Seguro que el amigo lector se ha inventado en alguna ocasión a un maniqueo para abofetearle a placer. Jorge Semprún fustigaba al “polemista fabricador de maniqueos”. Y Pedro Laín Entralgo escribía: “Conste, pues, que no invento el maniqueo; tan solo denuncio su proximidad”. La acepción de maniqueo como sparring al que golpear no figura en el Diccionario normativo de la Real Academia Española. La empleó Ortega y Gasset y con su influencia en la vida intelectual del siglo XX se ha extendido de forma imparable, superando la idea del maniqueísmo que, en la religión sincrética fundada por el persa Manes en el siglo III, admitía dos principios creadores en constante conflicto: el bien y el mal.
Así se las ponían a Fernando VII es expresión fija que todos hemos utilizado en alguna ocasión, seguramente sin recordar a aquel monarca malvado y felón, al que sus cortesanos preparaban carambolas en el juego del billar con el fin de que el taco regio acertara fácilmente. Será por reyes. Dicen que Oriol Junqueras, el pobrecillo, es un antofagasta, es decir, un pelmazo. Esta acepción del vocablo no figura en el Diccionario, porque indignó a la Antofagasta chilena, ciudad cortada sobre el Pacífico que visité hace muchos años y donde Sergio Candel filmó una película admirable.
¿Por qué cocodrilo y no cocreta? Pues porque croqueta es un galicismo del francés croquette. Moratín la empleó por primera vez en 1819: “Unas veces callando y hablando otras, y siempre engullendo ricas croquetas, pureas, fricandoes y ragúes”. Sin embargo, el habla popular solo ha aceptado a regañadientes el galicismo y en muchos pueblos de España los ciudadanos comen cocretas.El idioma por cierto no es machista. Es como el pueblo quiere que sea y, por poner un ejemplo, mientras las profesiones terminadas en o suelen feminizar en a (abogado, abogada; psicólogo, psicóloga) las finalizadas en a no acostumbran a masculinizar en o. Se dice que Cebrián es un periodista, no un periodisto y lo mismo si nos referimos a psiquiatra, electricista, atleta, artista, ciclista, fisioterapeuta o futbolista.

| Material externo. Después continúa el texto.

// Copyright (c) 2025 Felix Kahle.
//
// Permission is hereby granted, free of charge, to any person obtaining
// a copy of this software and associated documentation files (the
// "Software"), to deal in the Software without restriction, including
// without limitation the rights to use, copy, modify, merge, publish,
// distribute, sublicense, and/or sell copies of the Software, and to
// permit persons to whom the Software is furnished to do so, subject to
// the following conditions:
//
// The above copyright notice and this permission notice shall be
// included in all copies or substantial portions of the Software.
//
// THE SOFTWARE IS PROVIDED "AS IS", WITHOUT WARRANTY OF ANY KIND,
// EXPRESS OR IMPLIED, INCLUDING BUT NOT LIMITED TO THE WARRANTIES OF
// MERCHANTABILITY, FITNESS FOR A PARTICULAR PURPOSE AND
// NONINFRINGEMENT. IN NO EVENT SHALL THE AUTHORS OR COPYRIGHT HOLDERS BE
// LIABLE FOR ANY CLAIM, DAMAGES OR OTHER LIABILITY, WHETHER IN AN ACTION
// OF CONTRACT, TORT OR OTHERWISE, ARISING FROM, OUT OF OR IN CONNECTION
// WITH THE SOFTWARE OR THE USE OR OTHER DEALINGS IN THE SOFTWARE.

use crate::{
    err::LoadError,
    id::{BatchId, ContainerId},
    yard::YardLayout,
};
use serde::Deserialize;
use std::{collections::HashSet, fs::File, io::Read, path::Path};
use tracing::debug;
use yard_plan_core::slot::SlotPosition;

#[derive(Debug, Deserialize)]
struct RawLayoutRow {
    max_row: usize,
    max_bay: usize,
    max_level: usize,
    total_boxes: usize,
}

#[derive(Debug, Deserialize)]
struct RawSnapshotRow {
    container_id: u32,
    row: usize,
    bay: usize,
    level: usize,
}

#[derive(Debug, Deserialize)]
struct RawCommandRow {
    cmd_no: u32,
    batch_id: u32,
    cmd_type: String,
    cmd_priority: u32,
    parent_carrier_id: u32,
    src_row: i64,
    src_bay: i64,
    src_level: i64,
    dest_row: Option<i64>,
    dest_bay: Option<i64>,
    dest_level: Option<i64>,
    create_time: Option<i64>,
}

/// One `mock_yard.csv` row: a container and the slot it occupies.
#[derive(Debug, Clone, Copy, PartialEq, Eq)]
pub struct SnapshotRecord {
    id: ContainerId,
    position: SlotPosition,
}

impl SnapshotRecord {
    #[inline]
    pub const fn new(id: ContainerId, position: SlotPosition) -> Self {
        SnapshotRecord { id, position }
    }

    #[inline]
    pub const fn id(&self) -> ContainerId {
        self.id
    }

    #[inline]
    pub const fn position(&self) -> SlotPosition {
        self.position
    }
}

#[derive(Debug, Clone, Copy, PartialEq, Eq, Hash)]
pub enum CommandKind {
    Target,
    Block,
    /// Anything the planner does not act on; kept so foreign rows pass
    /// through loading without failing the run.
    Other,
}

impl CommandKind {
    fn parse(raw: &str) -> Self {
        match raw.trim() {
            "target" => CommandKind::Target,
            "block" => CommandKind::Block,
            _ => CommandKind::Other,
        }
    }
}

/// One `mock_commands.csv` row. Coordinates of `-1` (or missing
/// trailing fields) collapse to `None`, the workstation.
#[derive(Debug, Clone, PartialEq, Eq)]
pub struct CommandRecord {
    cmd_no: u32,
    batch_id: BatchId,
    kind: CommandKind,
    priority: u32,
    carrier: ContainerId,
    src: Option<SlotPosition>,
    dst: Option<SlotPosition>,
    create_time: i64,
}

impl CommandRecord {
    #[allow(clippy::too_many_arguments)]
    pub fn new(
        cmd_no: u32,
        batch_id: BatchId,
        kind: CommandKind,
        priority: u32,
        carrier: ContainerId,
        src: Option<SlotPosition>,
        dst: Option<SlotPosition>,
        create_time: i64,
    ) -> Self {
        CommandRecord {
            cmd_no,
            batch_id,
            kind,
            priority,
            carrier,
            src,
            dst,
            create_time,
        }
    }

    #[inline]
    pub fn cmd_no(&self) -> u32 {
        self.cmd_no
    }

    #[inline]
    pub fn batch_id(&self) -> BatchId {
        self.batch_id
    }

    #[inline]
    pub fn kind(&self) -> CommandKind {
        self.kind
    }

    #[inline]
    pub fn priority(&self) -> u32 {
        self.priority
    }

    #[inline]
    pub fn carrier(&self) -> ContainerId {
        self.carrier
    }

    #[inline]
    pub fn src(&self) -> Option<SlotPosition> {
        self.src
    }

    #[inline]
    pub fn dst(&self) -> Option<SlotPosition> {
        self.dst
    }

    #[inline]
    pub fn create_time(&self) -> i64 {
        self.create_time
    }
}

fn slot_from_signed(row: i64, bay: i64, level: i64) -> Option<SlotPosition> {
    if row < 0 || bay < 0 || level < 0 {
        return None;
    }
    Some(SlotPosition::new(row as usize, bay as usize, level as usize))
}

/// Reads `yard_config.csv`. Zero or inconsistent values surface as
/// [`LoadError::Layout`]; the caller decides whether to fall back.
pub fn load_layout_reader<R: Read>(reader: R) -> Result<YardLayout, LoadError> {
    let mut rdr = csv::Reader::from_reader(reader);
    let row: RawLayoutRow = match rdr.deserialize().next() {
        Some(row) => row?,
        None => return Err(LoadError::EmptyConfig),
    };
    Ok(YardLayout::new(
        row.max_row,
        row.max_bay,
        row.max_level,
        row.total_boxes,
    )?)
}

pub fn load_layout_path(path: impl AsRef<Path>) -> Result<YardLayout, LoadError> {
    load_layout_reader(File::open(path)?)
}

/// Reads `mock_yard.csv` in file order. The order matters: snapshots
/// are gravity-packed per column only when replayed as read.
pub fn load_snapshot_reader<R: Read>(reader: R) -> Result<Vec<SnapshotRecord>, LoadError> {
    let mut rdr = csv::Reader::from_reader(reader);
    let mut records = Vec::new();
    let mut seen: HashSet<ContainerId> = HashSet::new();
    for row in rdr.deserialize() {
        let row: RawSnapshotRow = row?;
        let id = ContainerId::new(row.container_id);
        if !seen.insert(id) {
            return Err(LoadError::DuplicateContainer(id));
        }
        records.push(SnapshotRecord::new(
            id,
            SlotPosition::new(row.row, row.bay, row.level),
        ));
    }
    debug!(containers = records.len(), "yard snapshot loaded");
    Ok(records)
}

pub fn load_snapshot_path(path: impl AsRef<Path>) -> Result<Vec<SnapshotRecord>, LoadError> {
    load_snapshot_reader(File::open(path)?)
}

/// Reads `mock_commands.csv`, tolerating truncated destination fields
/// the way the upstream emitters produce them.
pub fn load_commands_reader<R: Read>(reader: R) -> Result<Vec<CommandRecord>, LoadError> {
    let mut rdr = csv::ReaderBuilder::new().flexible(true).from_reader(reader);
    let mut records = Vec::new();
    for row in rdr.deserialize() {
        let row: RawCommandRow = row?;
        records.push(CommandRecord {
            cmd_no: row.cmd_no,
            batch_id: BatchId::new(row.batch_id),
            kind: CommandKind::parse(&row.cmd_type),
            priority: row.cmd_priority,
            carrier: ContainerId::new(row.parent_carrier_id),
            src: slot_from_signed(row.src_row, row.src_bay, row.src_level),
            dst: slot_from_signed(
                row.dest_row.unwrap_or(-1),
                row.dest_bay.unwrap_or(-1),
                row.dest_level.unwrap_or(-1),
            ),
            create_time: row.create_time.unwrap_or(0),
        });
    }
    debug!(commands = records.len(), "command file loaded");
    Ok(records)
}

pub fn load_commands_path(path: impl AsRef<Path>) -> Result<Vec<CommandRecord>, LoadError> {
    load_commands_reader(File::open(path)?)
}

#[cfg(test)]
mod tests {
    use super::*;
    use crate::yard::LayoutError;

    #[test]
    fn layout_row_parses() {
        let csv = "max_row,max_bay,max_level,total_boxes\n6,11,8,400\n";
        let layout = load_layout_reader(csv.as_bytes()).unwrap();
        assert_eq!(
            (layout.rows(), layout.bays(), layout.tiers(), layout.capacity()),
            (6, 11, 8, 400)
        );
    }

    #[test]
    fn zero_layout_values_surface_as_layout_errors() {
        let csv = "max_row,max_bay,max_level,total_boxes\n0,0,0,0\n";
        assert!(matches!(
            load_layout_reader(csv.as_bytes()),
            Err(LoadError::Layout(LayoutError::ZeroDimension { .. }))
        ));
    }

    #[test]
    fn empty_config_is_reported() {
        let csv = "max_row,max_bay,max_level,total_boxes\n";
        assert!(matches!(
            load_layout_reader(csv.as_bytes()),
            Err(LoadError::EmptyConfig)
        ));
    }

    #[test]
    fn snapshot_rows_parse_in_order() {
        let csv = "container_id,row,bay,level\n1,0,0,0\n2,0,0,1\n3,1,2,0\n";
        let rows = load_snapshot_reader(csv.as_bytes()).unwrap();
        assert_eq!(rows.len(), 3);
        assert_eq!(rows[1].id(), ContainerId::new(2));
        assert_eq!(rows[1].position(), SlotPosition::new(0, 0, 1));
        assert_eq!(rows[2].position(), SlotPosition::new(1, 2, 0));
    }

    #[test]
    fn duplicate_snapshot_ids_are_an_error() {
        let csv = "container_id,row,bay,level\n1,0,0,0\n1,0,1,0\n";
        assert!(matches!(
            load_snapshot_reader(csv.as_bytes()),
            Err(LoadError::DuplicateContainer(id)) if id == ContainerId::new(1)
        ));
    }

    #[test]
    fn command_rows_parse_with_workstation_destination() {
        let csv = "cmd_no,batch_id,cmd_type,cmd_priority,parent_carrier_id,\
src_row,src_bay,src_level,dest_row,dest_bay,dest_level,create_time\n\
1,20260117,target,1,42,0,3,1,-1,-1,-1,1705363260\n\
2,20260117,block,2,7,1,1,0,2,2,0,1705363320\n\
3,20260117,inspect,3,9,0,0,0,-1,-1,-1,1705363380\n";
        let rows = load_commands_reader(csv.as_bytes()).unwrap();
        assert_eq!(rows.len(), 3);

        assert_eq!(rows[0].kind(), CommandKind::Target);
        assert_eq!(rows[0].carrier(), ContainerId::new(42));
        assert_eq!(rows[0].src(), Some(SlotPosition::new(0, 3, 1)));
        assert_eq!(rows[0].dst(), None);
        assert_eq!(rows[0].batch_id(), BatchId::new(20260117));
        assert_eq!(rows[0].create_time(), 1705363260);

        assert_eq!(rows[1].kind(), CommandKind::Block);
        assert_eq!(rows[1].dst(), Some(SlotPosition::new(2, 2, 0)));

        assert_eq!(rows[2].kind(), CommandKind::Other);
    }
}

Américo Castro le escribe en 1944 a Ramón Menéndez Pidal, alegrándose de que “se deje por ahora de coleccionar cascarabitos ideológicos, sin matices de vida y sin peculiaridad”. Don Ramón se precipitó a buscar en el Diccionario de la RAE cascarabito y no encontró el vocablo. Sigue ausente, si bien Google remite al diccionario andaluz Fítitu, lo que deja a Américo en un lugar más airoso de los que solía ocupar cuando soportaba las diatribas de Sánchez Albornoz. Hablar como los indios es expresión castellana que se utiliza peyorativamente contra los que se expresan en un inglés de andar por casa. Gabriel García Márquez decía que el idioma universal es el inglés más hablado. A los españoles les gustan los verbos conjugados y no el abuso del infinitivo, si bien a Tarzán se le perdonó todo en su día.
Hasta la edición de 1992, el Diccionario no aceptó el término biruji, como viento muy frío pero en el lenguaje familiar y coloquial se empleaba desde hacía muchos años sobre todo cuando las casas carecían de
calefacción. Pasarlas moradas es expresión fija que equivale a encontrarse en una situación difícil, dolorosa o comprometida. Se ha especulado mucho sobre su origen, seguramente relacionado con ciertos alimentos, aunque algunos maliciosos lo atribuyen a la lectura de la obra célebre de Santa Teresa. Y no hace falta seguir. Pedro Álvarez de Miranda ha escrito un libro -Más que palabras- interesante hasta decir basta. Y además divertido y aleccionador, impregnado de un sutil sentido del humor, en el que resuenan las descargas certeras de la ironía.
Álvarez de Miranda es un sabio del idioma, un erudito sin violetas, un estudioso que lleva sobre los hombros un formidable equipaje de conocimientos lingüísticos. He pasado un rato estupendo leyendo Más que palabras. Y estoy seguro de que lo mismo les ocurrirá a los que me siguen desde hace tantos años en esta página de El Cultural, si bien, como escribe Álvarez de Miranda, “lidiando con textos, mejor no te fíes ni de tu sombra”.